Psikoterapi ve Değişim
Psikoterapide değişim nasıl mümkün olur? Danışanlar bazen psikoterapinin kendilerine bir teknik sağladığından bahsederler, bazen de nasıl olduğunu anlamadıkları bir şekilde değiştiklerini ifade ederler. Psikoterapiden geçmeyen birçok kişi kelimeler yoluyla iyileşebileceklerine inanmayabilir. Hem sözel hem sözel olmayan iletişim yoluyla psikoterapide; kişinin geçmiş yaşantılarını nasıl içselleştirdiği ve bunların güncel durumda gerçekdışı bir şekilde karşısına tekrar tekrar nasıl çıktığı, kişinin zihnindeki bilinçdışı bağlantılar, bilinçdışı çağrışımlar, bilinçdışı denklemler, birbirleriyle bağlantı halindeki temalar ve bunların kişiyi ne şekilde etkilediği, gerçeklikle uyumlu olan ve gerçekdışı sayılabilecek algıları, farkında olduğu ve olmadığı yaşantıları, kendisini, kendisi dışındaki kişileri ve dış dünyayı algılayışı ve bunlara yönelik yaklaşımı çalışılabilir.
Psikoterapinin Sıklığı ve Süresi
Ne sıklıkta, ne kadar süre?
Psikoterapiye gitme sıklığı ve süresi esas olarak yardım alacak kişinin kararı ve motivasyonuna bağlıdır, ancak kişi kendini hazır hissettiği takdirde daha sık ve daha uzun bir psikoterapi süreci, kişinin hayatındaki bütün öğelerin derinlemesine çalışılmasına imkan verecektir. Bazen sadece belirli birkaç konuda psikolojik danışmanlık almak istenebilir, böyle olduğunda belki kısa bir süre, belki birkaç seanstan fayda alındığı hissedilebilir, ancak kişinin kendisini derinden anlaması ve köklü değişimler için minimum haftada bir sıklığında ve minimum birkaç yıl devam edilmesi gerektiğini söyleyebilirim. Uzun süreli psikoterapi ucu açık bir süreçtir, uzun yıllar devam edebilir.

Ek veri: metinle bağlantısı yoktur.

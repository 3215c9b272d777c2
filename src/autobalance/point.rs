// Sensor samples and the calibration points collected from them

use serde::{Deserialize, Serialize};

use super::phase::AutobalancePhase;

/// One (x, y, z) sample from the external sensor feed
#[derive(Debug, Clone, Copy, PartialEq, Serialize, Deserialize)]
pub struct SensorSample {
    pub x: f64,
    pub y: f64,
    pub z: f64,
    /// Milliseconds since the Unix epoch
    pub timestamp_ms: u64,
}

impl SensorSample {
    pub fn new(x: f64, y: f64, z: f64, timestamp_ms: u64) -> Self {
        Self {
            x,
            y,
            z,
            timestamp_ms,
        }
    }

    /// All three axes are finite numbers
    pub fn is_finite(&self) -> bool {
        self.x.is_finite() && self.y.is_finite() && self.z.is_finite()
    }
}

/// A sample accepted by a collecting phase
#[derive(Debug, Clone, Copy, PartialEq, Serialize, Deserialize)]
pub struct CalibrationPoint {
    pub x: f64,
    pub y: f64,
    pub z: f64,
    pub timestamp_ms: u64,
    pub phase: AutobalancePhase,
}

impl CalibrationPoint {
    pub fn from_sample(sample: &SensorSample, phase: AutobalancePhase) -> Self {
        Self {
            x: sample.x,
            y: sample.y,
            z: sample.z,
            timestamp_ms: sample.timestamp_ms,
            phase,
        }
    }
}

/// Per-axis arithmetic mean of a non-empty point set
pub(crate) fn mean_xyz(points: &[CalibrationPoint]) -> Option<(f64, f64, f64)> {
    if points.is_empty() {
        return None;
    }

    let n = points.len() as f64;
    let (sx, sy, sz) = points.iter().fold((0.0, 0.0, 0.0), |(sx, sy, sz), p| {
        (sx + p.x, sy + p.y, sz + p.z)
    });
    Some((sx / n, sy / n, sz / n))
}
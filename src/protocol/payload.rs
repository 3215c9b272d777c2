// Typed payload layouts
//
// The firmware has no tolerance for alternate encodings, so each command's
// payload is built and parsed here and nowhere else.
//
// Layouts:
// - SET_FREQUENCY: u32 Hz, byte order depends on the transport variant
// - SET_GAIN:      i32 little-endian, gain x 100
// - TAR_EMF:       f64 LE depth + f64 LE signal (16 bytes)
// - LINE_MODE:     f64 LE line length + u32 LE point count (12 bytes)
// - UT_EMF:        ASCII "<unitId>:<status>"
// - flags:         1 byte, 0x00 = off, anything else = on
// - measurement:   f64 LE frequency, magnitude, phase, temperature (32 bytes)

use serde::{Deserialize, Serialize};

use crate::error::ProtocolError;

/// Byte order of a fixed-width integer field
#[derive(Debug, Clone, Copy, PartialEq, Eq)]
pub enum ByteOrder {
    Little,
    Big,
}

fn require_len(command: &'static str, payload: &[u8], expected: usize) -> Result<(), ProtocolError> {
    if payload.len() != expected {
        return Err(ProtocolError::MalformedPayload {
            command,
            reason: format!("expected {} bytes, got {}", expected, payload.len()),
        });
    }
    Ok(())
}

fn f64_le_at(bytes: &[u8], offset: usize) -> f64 {
    let mut buf = [0u8; 8];
    buf.copy_from_slice(&bytes[offset..offset + 8]);
    f64::from_le_bytes(buf)
}

fn u32_at(bytes: &[u8], offset: usize, order: ByteOrder) -> u32 {
    let mut buf = [0u8; 4];
    buf.copy_from_slice(&bytes[offset..offset + 4]);
    match order {
        ByteOrder::Little => u32::from_le_bytes(buf),
        ByteOrder::Big => u32::from_be_bytes(buf),
    }
}

/// 1-byte enable flag
pub fn encode_flag(enable: bool) -> [u8; 1] {
    [u8::from(enable)]
}

pub fn decode_flag(command: &'static str, payload: &[u8]) -> Result<bool, ProtocolError> {
    require_len(command, payload, 1)?;
    Ok(payload[0] != 0)
}

/// Encode gain as `round(gain * 100)` in a little-endian i32
pub fn encode_gain(gain: f64) -> [u8; 4] {
    let scaled = (gain * 100.0).round() as i32;
    scaled.to_le_bytes()
}

/// Raw integer carried by a SET_GAIN payload
pub fn decode_gain_raw(payload: &[u8]) -> Result<i32, ProtocolError> {
    require_len("SET_GAIN", payload, 4)?;
    Ok(u32_at(payload, 0, ByteOrder::Little) as i32)
}

/// Inverse of [`encode_gain`]
pub fn decode_gain(payload: &[u8]) -> Result<f64, ProtocolError> {
    decode_gain_raw(payload).map(|raw| raw as f64 / 100.0)
}

pub fn encode_frequency(hz: u32, order: ByteOrder) -> [u8; 4] {
    match order {
        ByteOrder::Little => hz.to_le_bytes(),
        ByteOrder::Big => hz.to_be_bytes(),
    }
}

pub fn decode_frequency(payload: &[u8], order: ByteOrder) -> Result<u32, ProtocolError> {
    require_len("SET_FREQUENCY", payload, 4)?;
    Ok(u32_at(payload, 0, order))
}

/// TAR_EMF payload: target depth and signal
#[derive(Debug, Clone, Copy, PartialEq, Serialize, Deserialize)]
pub struct TargetEmf {
    pub depth: f64,
    pub signal: f64,
}

impl TargetEmf {
    pub const LEN: usize = 16;

    pub fn encode(&self) -> [u8; 16] {
        let mut out = [0u8; 16];
        out[0..8].copy_from_slice(&self.depth.to_le_bytes());
        out[8..16].copy_from_slice(&self.signal.to_le_bytes());
        out
    }

    pub fn decode(payload: &[u8]) -> Result<Self, ProtocolError> {
        require_len("TAR_EMF", payload, Self::LEN)?;
        Ok(Self {
            depth: f64_le_at(payload, 0),
            signal: f64_le_at(payload, 8),
        })
    }
}

/// LINE_MODE payload: scan line length and number of points along it
#[derive(Debug, Clone, Copy, PartialEq, Serialize, Deserialize)]
pub struct LineMode {
    pub length: f64,
    pub points: u32,
}

impl LineMode {
    pub const LEN: usize = 12;

    pub fn encode(&self) -> [u8; 12] {
        let mut out = [0u8; 12];
        out[0..8].copy_from_slice(&self.length.to_le_bytes());
        out[8..12].copy_from_slice(&self.points.to_le_bytes());
        out
    }

    pub fn decode(payload: &[u8]) -> Result<Self, ProtocolError> {
        require_len("LINE_MODE", payload, Self::LEN)?;
        Ok(Self {
            length: f64_le_at(payload, 0),
            points: u32_at(payload, 8, ByteOrder::Little),
        })
    }
}

/// UT_EMF payload: `"<unitId>:<status>"` in ASCII
#[derive(Debug, Clone, PartialEq, Eq, Serialize, Deserialize)]
pub struct UnitStatus {
    pub unit_id: String,
    pub status: String,
}

impl UnitStatus {
    pub fn new(unit_id: impl Into<String>, status: impl Into<String>) -> Self {
        Self {
            unit_id: unit_id.into(),
            status: status.into(),
        }
    }

    /// Encode as ASCII; the unit id must not contain the `:` separator
    pub fn encode(&self) -> Result<Vec<u8>, ProtocolError> {
        if !self.unit_id.is_ascii() || !self.status.is_ascii() {
            return Err(ProtocolError::MalformedPayload {
                command: "UT_EMF",
                reason: "unit id and status must be ASCII".to_string(),
            });
        }
        if self.unit_id.contains(':') {
            return Err(ProtocolError::MalformedPayload {
                command: "UT_EMF",
                reason: format!("unit id {:?} contains ':'", self.unit_id),
            });
        }
        Ok(format!("{}:{}", self.unit_id, self.status).into_bytes())
    }

    pub fn decode(payload: &[u8]) -> Result<Self, ProtocolError> {
        if !payload.is_ascii() {
            return Err(ProtocolError::MalformedPayload {
                command: "UT_EMF",
                reason: "payload is not ASCII".to_string(),
            });
        }
        // ASCII is valid UTF-8
        let text = String::from_utf8_lossy(payload);
        let (unit_id, status) =
            text.split_once(':')
                .ok_or_else(|| ProtocolError::MalformedPayload {
                    command: "UT_EMF",
                    reason: format!("missing ':' separator in {:?}", text),
                })?;
        Ok(Self::new(unit_id, status))
    }
}

/// Measurement frame streamed by the device after START_MEASUREMENT
#[derive(Debug, Clone, Copy, PartialEq, Serialize, Deserialize)]
pub struct RawMeasurement {
    /// Carrier frequency (Hz)
    pub frequency: f64,
    /// Raw signal magnitude in device units (0-1000 when valid)
    pub magnitude: f64,
    /// Phase (radians)
    pub phase: f64,
    /// Probe temperature (°C)
    pub temperature: f64,
}

impl RawMeasurement {
    pub const LEN: usize = 32;

    pub fn encode(&self) -> [u8; 32] {
        let mut out = [0u8; 32];
        out[0..8].copy_from_slice(&self.frequency.to_le_bytes());
        out[8..16].copy_from_slice(&self.magnitude.to_le_bytes());
        out[16..24].copy_from_slice(&self.phase.to_le_bytes());
        out[24..32].copy_from_slice(&self.temperature.to_le_bytes());
        out
    }

    pub fn decode(payload: &[u8]) -> Result<Self, ProtocolError> {
        require_len("START_MEASUREMENT", payload, Self::LEN)?;
        Ok(Self {
            frequency: f64_le_at(payload, 0),
            magnitude: f64_le_at(payload, 8),
            phase: f64_le_at(payload, 16),
            temperature: f64_le_at(payload, 24),
        })
    }
}
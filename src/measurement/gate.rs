// MeasurementGate - validity gate and negative-depth policy
//
// A measurement is accepted only when every raw field is finite and within
// the device operating range. Rejected measurements never reach
// classification. The gate also owns what happens when the depth model
// returns a negative depth (calibrated signal above the reference).

use serde::{Deserialize, Serialize};

use crate::error::MeasurementError;
use crate::protocol::RawMeasurement;

/// What to do with a negative depth from the decay inversion
#[derive(Debug, Clone, Copy, PartialEq, Eq, Default, Serialize, Deserialize)]
#[serde(rename_all = "snake_case")]
pub enum NegativeDepthPolicy {
    /// Report depth 0 and halve the confidence
    #[default]
    ClampToZero,
    /// Fail with `NegativeDepth`
    Reject,
}

/// Accepted ranges of the raw fields (inclusive)
#[derive(Debug, Clone, Copy, PartialEq, Serialize, Deserialize)]
#[serde(default)]
pub struct MeasurementLimits {
    pub min_signal: f64,
    pub max_signal: f64,
    pub min_temperature: f64,
    pub max_temperature: f64,
}

impl Default for MeasurementLimits {
    fn default() -> Self {
        Self {
            min_signal: 0.0,
            max_signal: 1000.0,
            min_temperature: -40.0,
            max_temperature: 85.0,
        }
    }
}

/// Depth after the policy was applied
#[derive(Debug, Clone, Copy, PartialEq)]
pub struct GatedDepth {
    pub depth: f64,
    pub clamped: bool,
}

/// Validity gate applied before calibration and classification
#[derive(Debug, Clone, Copy, Default, PartialEq)]
pub struct MeasurementGate {
    limits: MeasurementLimits,
    policy: NegativeDepthPolicy,
}

impl MeasurementGate {
    pub fn new(limits: MeasurementLimits, policy: NegativeDepthPolicy) -> Self {
        Self { limits, policy }
    }

    pub fn limits(&self) -> &MeasurementLimits {
        &self.limits
    }

    pub fn policy(&self) -> NegativeDepthPolicy {
        self.policy
    }

    /// Check the raw fields of one measurement
    ///
    /// # Errors
    /// `InvalidMeasurement` naming the first offending field. Checked in
    /// order: non-finite values, signal range, frequency, temperature.
    pub fn validate(&self, raw: &RawMeasurement) -> Result<(), MeasurementError> {
        let fields = [
            ("signal", raw.magnitude),
            ("frequency", raw.frequency),
            ("phase", raw.phase),
            ("temperature", raw.temperature),
        ];
        if let Some((name, value)) = fields.iter().find(|(_, value)| !value.is_finite()) {
            return Err(invalid(format!("{} is not finite ({})", name, value)));
        }

        let limits = &self.limits;
        if raw.magnitude < limits.min_signal || raw.magnitude > limits.max_signal {
            return Err(invalid(format!(
                "signal {} outside [{}, {}]",
                raw.magnitude, limits.min_signal, limits.max_signal
            )));
        }

        if raw.frequency <= 0.0 {
            return Err(invalid(format!(
                "frequency {} Hz must be positive",
                raw.frequency
            )));
        }

        if raw.temperature < limits.min_temperature || raw.temperature > limits.max_temperature {
            return Err(invalid(format!(
                "temperature {} °C outside [{}, {}]",
                raw.temperature, limits.min_temperature, limits.max_temperature
            )));
        }

        Ok(())
    }

    /// Apply the negative-depth policy to a computed depth
    pub fn apply_depth_policy(&self, computed: f64) -> Result<GatedDepth, MeasurementError> {
        if computed >= 0.0 {
            return Ok(GatedDepth {
                depth: computed,
                clamped: false,
            });
        }

        match self.policy {
            NegativeDepthPolicy::ClampToZero => Ok(GatedDepth {
                depth: 0.0,
                clamped: true,
            }),
            NegativeDepthPolicy::Reject => Err(MeasurementError::NegativeDepth { computed }),
        }
    }
}

fn invalid(reason: String) -> MeasurementError {
    MeasurementError::InvalidMeasurement { reason }
}
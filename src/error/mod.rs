// Error types for the EMF probe core
//
// This module defines one error enum per component (protocol codec,
// measurement engine, autobalance, device session). Every enum carries a
// stable numeric code so that callers on the other side of a transport or
// UI boundary can react without string matching.

mod autobalance;
mod measurement;
mod protocol;
mod session;

pub use autobalance::{log_autobalance_error, AutobalanceError, AutobalanceErrorCodes};
pub use measurement::{log_measurement_error, MeasurementError, MeasurementErrorCodes};
pub use protocol::{log_protocol_error, ProtocolError, ProtocolErrorCodes};
pub use session::{log_session_error, SessionError, SessionErrorCodes};

/// Error codes for structured error reporting
///
/// This trait provides a standard way to get error codes and messages
/// from custom error types, enabling consistent error handling across
/// the crate boundary.
pub trait ErrorCode {
    /// Get the numeric error code
    fn code(&self) -> i32;

    /// Get the human-readable error message
    fn message(&self) -> String;
}
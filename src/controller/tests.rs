use std::sync::Arc;
use std::time::Duration;

use parking_lot::Mutex;

use super::*;
use crate::state::DisconnectReason;

#[test]
fn test_preset_index() {
    assert_eq!(Controller::preset_index(1, 1), 1);
    assert_eq!(Controller::preset_index(1, 6), 6);
    assert_eq!(Controller::preset_index(2, 1), 7);
    assert_eq!(Controller::preset_index(6, 6), 36);

    let id = PresetId::new(1, 3, 4).unwrap();
    assert_eq!(Controller::preset_index(id.bank(), id.preset()), id.index());
}

#[tokio::test]
async fn test_relay_maps_connection_events() {
    let bus = EventBus::current();
    let seen = Arc::new(Mutex::new(Vec::new()));
    let s = Arc::clone(&seen);
    bus.subscribe(
        Signal::Controller,
        Handler::immediate(move |event| s.lock().push(event.clone())),
    );

    relay(&bus, &RioEvent::Connected);
    relay(
        &bus,
        &RioEvent::Reconnecting {
            reason: "Connection reset".to_string(),
        },
    );
    relay(
        &bus,
        &RioEvent::Disconnected {
            reason: DisconnectReason::UserRequested,
        },
    );

    assert_eq!(
        *seen.lock(),
        vec![
            RioEvent::ControllerConnected,
            RioEvent::ControllerDisconnected
        ]
    );
}

#[tokio::test]
async fn test_failed_connect_drops_relay() {
    let listener = tokio::net::TcpListener::bind("127.0.0.1:0").await.unwrap();
    let port = listener.local_addr().unwrap().port();
    drop(listener);

    let config = RioConfig::builder("127.0.0.1")
        .port(port)
        .connection_timeout(Duration::from_secs(2))
        .auto_reconnect(false)
        .build();
    let controller = Controller::new(config, EventBus::current());

    assert!(controller.connect().await.is_err());
    assert!(!controller.is_connected());
    assert_eq!(controller.bus().subscriber_count(Signal::Connection), 0);
}

#[tokio::test]
async fn test_disconnect_when_never_connected() {
    let controller = Controller::new(RioConfig::builder("127.0.0.1").build(), EventBus::current());
    let mut events = controller.bus().listen();

    controller.disconnect().await;

    assert!(events.try_recv().is_err());
    assert!(!controller.is_reconnecting());
}
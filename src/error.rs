use std::io;
use std::time::Duration;

use thiserror::Error;

/// Errors that can occur while talking to a RIO controller
#[derive(Debug, Error)]
pub enum RioError {
    // ===== Command Errors =====
    /// The controller answered a command with an `E` outcome
    #[error("command failed: {message}")]
    Command {
        /// Message reported by the controller
        message: String,
    },

    /// The command did not resolve within the configured command timeout
    #[error("command timed out after {duration:?}")]
    CommandTimeout {
        /// The configured timeout
        duration: Duration,
    },

    // ===== Connection Errors =====
    /// No connection exists and none is being re-established
    #[error("not connected")]
    NotConnected,

    /// The connection was shut down before the command resolved
    #[error("connection closed")]
    ConnectionClosed,

    /// The transport failed while the command was awaiting its reply
    #[error("connection lost: {reason}")]
    ConnectionLost {
        /// Classified description of the transport fault
        reason: String,
    },

    /// Failed to open the TCP connection
    #[error("connection to {host}:{port} failed: {message}")]
    ConnectionFailed {
        /// Controller host
        host: String,
        /// Controller port
        port: u16,
        /// Classified description of the failure
        message: String,
        /// The underlying source of the error
        #[source]
        source: Option<Box<dyn std::error::Error + Send + Sync>>,
    },

    /// Opening the TCP connection timed out
    #[error("connection timeout after {duration:?}")]
    ConnectionTimeout {
        /// The configured timeout
        duration: Duration,
    },

    // ===== I/O Errors =====
    /// Network I/O error on an established connection
    #[error("network error: {0}")]
    NetworkError(#[from] io::Error),

    /// Framing error on the wire (oversized line and similar)
    #[error("codec error: {message}")]
    Codec {
        /// Description of the error
        message: String,
    },

    // ===== Internal Errors =====
    /// The background read/dispatch loop failed for a non-I/O reason
    #[error("background loop fault: {message}")]
    BackgroundFault {
        /// Description of the fault
        message: String,
    },

    /// An identifier field was not a valid index
    #[error("invalid {name} '{value}': {message}")]
    InvalidIdentifier {
        /// Identifier field name
        name: &'static str,
        /// Offending input
        value: String,
        /// Description of the problem
        message: String,
    },
}

impl RioError {
    /// Check if this error is a device-reported command failure
    #[must_use]
    pub fn is_command_error(&self) -> bool {
        matches!(self, Self::Command { .. })
    }

    /// Check if retrying the operation later could succeed
    #[must_use]
    pub fn is_recoverable(&self) -> bool {
        matches!(
            self,
            Self::ConnectionTimeout { .. }
                | Self::CommandTimeout { .. }
                | Self::ConnectionLost { .. }
                | Self::ConnectionFailed { .. }
                | Self::NetworkError(_)
        )
    }

    /// Check if this error indicates the transport went away
    #[must_use]
    pub fn is_connection_lost(&self) -> bool {
        matches!(
            self,
            Self::NotConnected
                | Self::ConnectionClosed
                | Self::ConnectionLost { .. }
                | Self::ConnectionFailed { .. }
                | Self::ConnectionTimeout { .. }
                | Self::NetworkError(_)
        )
    }

    /// Human-readable description of a transport fault
    ///
    /// I/O errors are run through [`describe_io_error`](crate::net::describe_io_error)
    /// so that bare error kinds get a stable message.
    #[must_use]
    pub fn describe(&self) -> String {
        match self {
            Self::NetworkError(err) => crate::net::describe_io_error(err),
            other => other.to_string(),
        }
    }
}

/// Result type alias for RIO operations
pub type Result<T> = std::result::Result<T, RioError>;

#[cfg(test)]
mod tests {
    use super::*;

    #[test]
    fn test_error_display() {
        let err = RioError::Command {
            message: "Invalid command".to_string(),
        };
        assert_eq!(err.to_string(), "command failed: Invalid command");

        let err = RioError::ConnectionFailed {
            host: "10.0.0.5".to_string(),
            port: 9621,
            message: "Connection refused".to_string(),
            source: None,
        };
        assert_eq!(
            err.to_string(),
            "connection to 10.0.0.5:9621 failed: Connection refused"
        );
    }

    #[test]
    fn test_error_is_recoverable() {
        assert!(
            RioError::ConnectionTimeout {
                duration: Duration::from_secs(1)
            }
            .is_recoverable()
        );
        assert!(!RioError::ConnectionClosed.is_recoverable());
        assert!(
            !RioError::Command {
                message: "bad".to_string()
            }
            .is_recoverable()
        );
    }

    #[test]
    fn test_error_is_connection_lost() {
        assert!(RioError::ConnectionClosed.is_connection_lost());
        assert!(RioError::NotConnected.is_connection_lost());
        assert!(
            !RioError::Command {
                message: "bad".to_string()
            }
            .is_connection_lost()
        );
    }

    #[test]
    fn test_error_from_io() {
        let io_err = io::Error::new(io::ErrorKind::ConnectionReset, "reset by peer");
        let err: RioError = io_err.into();

        assert!(matches!(err, RioError::NetworkError(_)));
        assert_eq!(err.describe(), "reset by peer");
    }

    #[test]
    fn test_describe_bare_io_kind() {
        let err: RioError = io::Error::from(io::ErrorKind::BrokenPipe).into();
        assert_eq!(err.describe(), "Broken pipe");
    }

    #[test]
    fn test_error_send_sync() {
        fn assert_send_sync<T: Send + Sync>() {}
        assert_send_sync::<RioError>();
    }
}
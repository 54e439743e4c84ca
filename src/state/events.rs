//! Event bus for lifecycle events
//!
//! Handlers subscribe to a named [`Signal`]. Publishing calls every handler
//! of that signal in registration order. Immediate handlers run inline on the
//! publishing task; scheduled handlers are spawned onto the runtime the bus
//! was created with. Every published event is also copied to a broadcast
//! channel for stream-style consumers.

use std::collections::HashMap;
use std::fmt;
use std::future::Future;
use std::sync::atomic::{AtomicU64, Ordering};
use std::sync::{Arc, Weak};

use futures::FutureExt;
use futures::future::BoxFuture;
use parking_lot::RwLock;
use tokio::runtime::Handle;
use tokio::sync::broadcast;

/// Capacity of the broadcast tap
const TAP_CAPACITY: usize = 100;

/// Named channel an event is published on
#[derive(Debug, Clone, Copy, PartialEq, Eq, Hash)]
pub enum Signal {
    /// Transport lifecycle of a [`Connection`](crate::Connection)
    Connection,
    /// Lifecycle of a [`Controller`](crate::Controller)
    Controller,
}

impl fmt::Display for Signal {
    fn fmt(&self, f: &mut fmt::Formatter<'_>) -> fmt::Result {
        match self {
            Self::Connection => f.write_str("connection"),
            Self::Controller => f.write_str("controller"),
        }
    }
}

/// Why a connection went down
#[derive(Debug, Clone, PartialEq, Eq)]
pub enum DisconnectReason {
    /// `disconnect` was called
    UserRequested,
    /// The transport failed and reconnection is disabled
    Transport(String),
}

/// Lifecycle events
#[derive(Debug, Clone, PartialEq, Eq)]
pub enum RioEvent {
    /// Transport is up and the reader is running
    Connected,
    /// Transport was lost and the retry loop is running
    Reconnecting {
        /// Failure that triggered the retry loop
        reason: String,
    },
    /// Transport is down and will not be retried
    Disconnected {
        /// Why the transport went down
        reason: DisconnectReason,
    },
    /// Controller became usable
    ControllerConnected,
    /// Controller stopped being usable
    ControllerDisconnected,
}

impl RioEvent {
    /// Signal this event is normally published on
    #[must_use]
    pub fn signal(&self) -> Signal {
        match self {
            Self::Connected | Self::Reconnecting { .. } | Self::Disconnected { .. } => {
                Signal::Connection
            }
            Self::ControllerConnected | Self::ControllerDisconnected => Signal::Controller,
        }
    }
}

type ImmediateFn = dyn Fn(&RioEvent) + Send + Sync;
type ScheduledFn = dyn Fn(RioEvent) -> BoxFuture<'static, ()> + Send + Sync;

/// A subscribed handler
#[derive(Clone)]
pub enum Handler {
    /// Runs synchronously inside `publish`
    Immediate(Arc<ImmediateFn>),
    /// Spawned as a task on the bus runtime
    Scheduled(Arc<ScheduledFn>),
}

impl Handler {
    /// Wrap a synchronous callback
    pub fn immediate<F>(f: F) -> Self
    where
        F: Fn(&RioEvent) + Send + Sync + 'static,
    {
        Self::Immediate(Arc::new(f))
    }

    /// Wrap an async callback
    pub fn scheduled<F, Fut>(f: F) -> Self
    where
        F: Fn(RioEvent) -> Fut + Send + Sync + 'static,
        Fut: Future<Output = ()> + Send + 'static,
    {
        Self::Scheduled(Arc::new(move |event| f(event).boxed()))
    }
}

impl fmt::Debug for Handler {
    fn fmt(&self, f: &mut fmt::Formatter<'_>) -> fmt::Result {
        match self {
            Self::Immediate(_) => f.write_str("Handler::Immediate"),
            Self::Scheduled(_) => f.write_str("Handler::Scheduled"),
        }
    }
}

struct BusInner {
    handlers: RwLock<HashMap<Signal, Vec<(u64, Handler)>>>,
    next_id: AtomicU64,
    tap: broadcast::Sender<(Signal, RioEvent)>,
    runtime: Handle,
}

/// Publish/subscribe hub for lifecycle events
#[derive(Clone)]
pub struct EventBus {
    inner: Arc<BusInner>,
}

impl EventBus {
    /// Create a bus whose scheduled handlers run on `runtime`
    #[must_use]
    pub fn new(runtime: Handle) -> Self {
        let (tap, _) = broadcast::channel(TAP_CAPACITY);
        Self {
            inner: Arc::new(BusInner {
                handlers: RwLock::new(HashMap::new()),
                next_id: AtomicU64::new(1),
                tap,
                runtime,
            }),
        }
    }

    /// Create a bus bound to the current runtime
    ///
    /// # Panics
    ///
    /// Panics if called outside a Tokio runtime.
    #[must_use]
    pub fn current() -> Self {
        Self::new(Handle::current())
    }

    /// Register a handler; handlers of one signal fire in registration order
    pub fn subscribe(&self, signal: Signal, handler: Handler) -> Subscription {
        let id = self.inner.next_id.fetch_add(1, Ordering::Relaxed);
        self.inner
            .handlers
            .write()
            .entry(signal)
            .or_default()
            .push((id, handler));

        Subscription {
            bus: Arc::downgrade(&self.inner),
            signal,
            id,
        }
    }

    /// Deliver `event` to every handler subscribed to `signal`
    pub fn publish(&self, signal: Signal, event: RioEvent) {
        // Handlers may publish or subscribe themselves
        let handlers: Vec<Handler> = self
            .inner
            .handlers
            .read()
            .get(&signal)
            .map(|list| list.iter().map(|(_, h)| h.clone()).collect())
            .unwrap_or_default();

        tracing::debug!(%signal, ?event, handlers = handlers.len(), "Publishing event");

        for handler in handlers {
            match handler {
                Handler::Immediate(f) => f(&event),
                Handler::Scheduled(f) => {
                    self.inner.runtime.spawn(f(event.clone()));
                }
            }
        }

        // No tap listeners is fine
        let _ = self.inner.tap.send((signal, event));
    }

    /// Remove every handler of every signal
    pub fn unsubscribe_all(&self) {
        self.inner.handlers.write().clear();
    }

    /// Number of handlers subscribed to `signal`
    #[must_use]
    pub fn subscriber_count(&self, signal: Signal) -> usize {
        self.inner
            .handlers
            .read()
            .get(&signal)
            .map_or(0, Vec::len)
    }

    /// Receive a copy of every published event
    #[must_use]
    pub fn listen(&self) -> broadcast::Receiver<(Signal, RioEvent)> {
        self.inner.tap.subscribe()
    }
}

impl fmt::Debug for EventBus {
    fn fmt(&self, f: &mut fmt::Formatter<'_>) -> fmt::Result {
        f.debug_struct("EventBus")
            .field("connection", &self.subscriber_count(Signal::Connection))
            .field("controller", &self.subscriber_count(Signal::Controller))
            .finish_non_exhaustive()
    }
}

/// Handle to a registered handler
#[derive(Debug)]
pub struct Subscription {
    bus: Weak<BusInner>,
    signal: Signal,
    id: u64,
}

impl Subscription {
    /// Signal the handler is subscribed to
    #[must_use]
    pub fn signal(&self) -> Signal {
        self.signal
    }

    /// Remove the handler; a no-op if the bus is gone or already cleared
    pub fn unsubscribe(self) {
        let Some(bus) = self.bus.upgrade() else {
            return;
        };
        if let Some(list) = bus.handlers.write().get_mut(&self.signal) {
            list.retain(|(id, _)| *id != self.id);
        }
    }
}

/// Receiver that yields only events matching a predicate
pub struct EventFilter {
    rx: broadcast::Receiver<(Signal, RioEvent)>,
    filter: Box<dyn Fn(Signal, &RioEvent) -> bool + Send>,
}

impl EventFilter {
    /// Create a filtered receiver on `bus`
    pub fn new<F>(bus: &EventBus, filter: F) -> Self
    where
        F: Fn(Signal, &RioEvent) -> bool + Send + 'static,
    {
        Self {
            rx: bus.listen(),
            filter: Box::new(filter),
        }
    }

    /// Events published on one signal
    #[must_use]
    pub fn signal(bus: &EventBus, signal: Signal) -> Self {
        Self::new(bus, move |s, _| s == signal)
    }

    /// Receive the next matching event, or `None` once the bus is gone
    pub async fn recv(&mut self) -> Option<RioEvent> {
        loop {
            match self.rx.recv().await {
                Ok((signal, event)) if (self.filter)(signal, &event) => return Some(event),
                Ok(_) | Err(broadcast::error::RecvError::Lagged(_)) => {}
                Err(broadcast::error::RecvError::Closed) => return None,
            }
        }
    }
}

Psikoterapi Uygulamasının Çerçevesi – Sabitlik İlkesi
Psikoterapinin belirli bir uygulama çerçevesi vardır. Psikoterapi seansları için sabitlik ilkesi önemlidir. Sabitlik ilkesi, seansların mümkün olduğunca sabit unsurlar dahilinde yapılmasını vurgular: Sabit bir saat aralığı, sabit bir gün veya günler, sabit bir mekan gibi. Sabit bir dışsal çerçeve, sabit bir terapi ilişkisini mümkün kılar.Süreksizlikler ve kopukluklar içeren içsel çerçeve tamir olma imkanı bulabilir.
Gizlilik İlkesi
Psikoterapinin önemli bir diğer özelliği gizlilik ilkesidir. Psikoterapist gizlilik ilkesini itinayla uygulamakla yükümlüdür. Psikoterapiye gelen danışanın kimliği ve psikoterapi çalışmasında anlatılanlar, konuşulanlar psikoterapist tarafından gizli tutulur. Oldukça istisnai olarak meydana gelebilecek, kişinin kendisine veya bir başkasına fiziksel zarar vermesi gibi durumlarda üçüncüler bilgilendirilebilir.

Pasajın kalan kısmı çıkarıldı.